In every interview I’m asked what’s the most important quality a novelist has to have. It’s pretty obvious: talent. No matter how much enthusiasm and effort you put into writing, if you totally lack literary talent you can forget about being a novelist. This is more of a prerequisite than a necessary quality. If you don’t have any fuel, even the best car won’t run.
If I’m asked what the next most important quality is for a novelist, that’s easy too: focus—the ability to concentrate all your limited talents on whatever’s critical at the moment. Without that you can’t accomplish anything of value, while, if you can focus effectively, you’ll be able to compensate for an erratic talent or even a shortage of it.
After focus, the next most important thing for a novelist is, hands down, endurance. If you concentrate on writing three or four hours a day and feel tired after a week of this, you’re not going to be able to write a long work.

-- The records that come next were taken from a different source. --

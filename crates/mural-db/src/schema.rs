//! Table layout shared by both engines.
//!
//! PostgreSQL databases are provisioned out of band; [`POSTGRES`] documents
//! what the queries expect. The embedded SQLite store creates its tables on
//! open with [`bootstrap_sqlite`].

use anyhow::Result;
use rusqlite::Connection;
use tracing::info;

pub const POSTGRES: &str = "
CREATE TABLE IF NOT EXISTS usuarios (
    id          BIGSERIAL PRIMARY KEY,
    nome        VARCHAR(50) NOT NULL,
    nick        VARCHAR(50) NOT NULL UNIQUE,
    email       VARCHAR(50) NOT NULL UNIQUE,
    senha       VARCHAR(100) NOT NULL,
    criado_em   TIMESTAMP NOT NULL DEFAULT CURRENT_TIMESTAMP
);

CREATE TABLE IF NOT EXISTS seguidores (
    usuario_id  BIGINT NOT NULL REFERENCES usuarios(id) ON DELETE CASCADE,
    seguidor_id BIGINT NOT NULL REFERENCES usuarios(id) ON DELETE CASCADE,
    PRIMARY KEY (usuario_id, seguidor_id)
);

CREATE TABLE IF NOT EXISTS publicacoes (
    id          BIGSERIAL PRIMARY KEY,
    titulo      VARCHAR(50) NOT NULL,
    conteudo    VARCHAR(300) NOT NULL,
    autor_id    BIGINT NOT NULL REFERENCES usuarios(id) ON DELETE CASCADE,
    curtidas    BIGINT NOT NULL DEFAULT 0 CHECK (curtidas >= 0),
    criado_em   TIMESTAMP NOT NULL DEFAULT CURRENT_TIMESTAMP
);
";

pub fn bootstrap_sqlite(conn: &Connection) -> Result<()> {
    conn.execute_batch(
        "
        CREATE TABLE IF NOT EXISTS usuarios (
            id          INTEGER PRIMARY KEY AUTOINCREMENT,
            nome        TEXT NOT NULL DEFAULT '',
            nick        TEXT NOT NULL UNIQUE,
            email       TEXT NOT NULL UNIQUE,
            senha       TEXT NOT NULL,
            criado_em   TEXT NOT NULL DEFAULT (datetime('now'))
        );

        CREATE TABLE IF NOT EXISTS seguidores (
            usuario_id  INTEGER NOT NULL REFERENCES usuarios(id) ON DELETE CASCADE,
            seguidor_id INTEGER NOT NULL REFERENCES usuarios(id) ON DELETE CASCADE,
            PRIMARY KEY (usuario_id, seguidor_id)
        );

        CREATE TABLE IF NOT EXISTS publicacoes (
            id          INTEGER PRIMARY KEY AUTOINCREMENT,
            titulo      TEXT NOT NULL,
            conteudo    TEXT NOT NULL,
            autor_id    INTEGER NOT NULL REFERENCES usuarios(id) ON DELETE CASCADE,
            curtidas    INTEGER NOT NULL DEFAULT 0 CHECK (curtidas >= 0),
            criado_em   TEXT NOT NULL DEFAULT (datetime('now'))
        );

        CREATE INDEX IF NOT EXISTS idx_publicacoes_autor
            ON publicacoes(autor_id);
        ",
    )?;

    info!("SQLite schema ready");
    Ok(())
}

Fortunately, these two disciplines—focus and endurance—are different from talent, since they can be acquired and sharpened through training. You’ll naturally learn both concentration and endurance when you sit down every day at your desk and train yourself to focus on one point…You have to continually transmit the object of your focus to your entire body, and make sure it thoroughly assimilates the information necessary for you to write every single day and concentrate on the work at hand. And gradually you’ll expand the limits of what you’re able to do. Almost imperceptibly you’ll make the bar rise. This involves the same process as jogging every day to strengthen your muscles and develop a runner’s physique. Add a stimulus and keep it up. And repeat. Patience is a must in this process, but I guarantee results will come.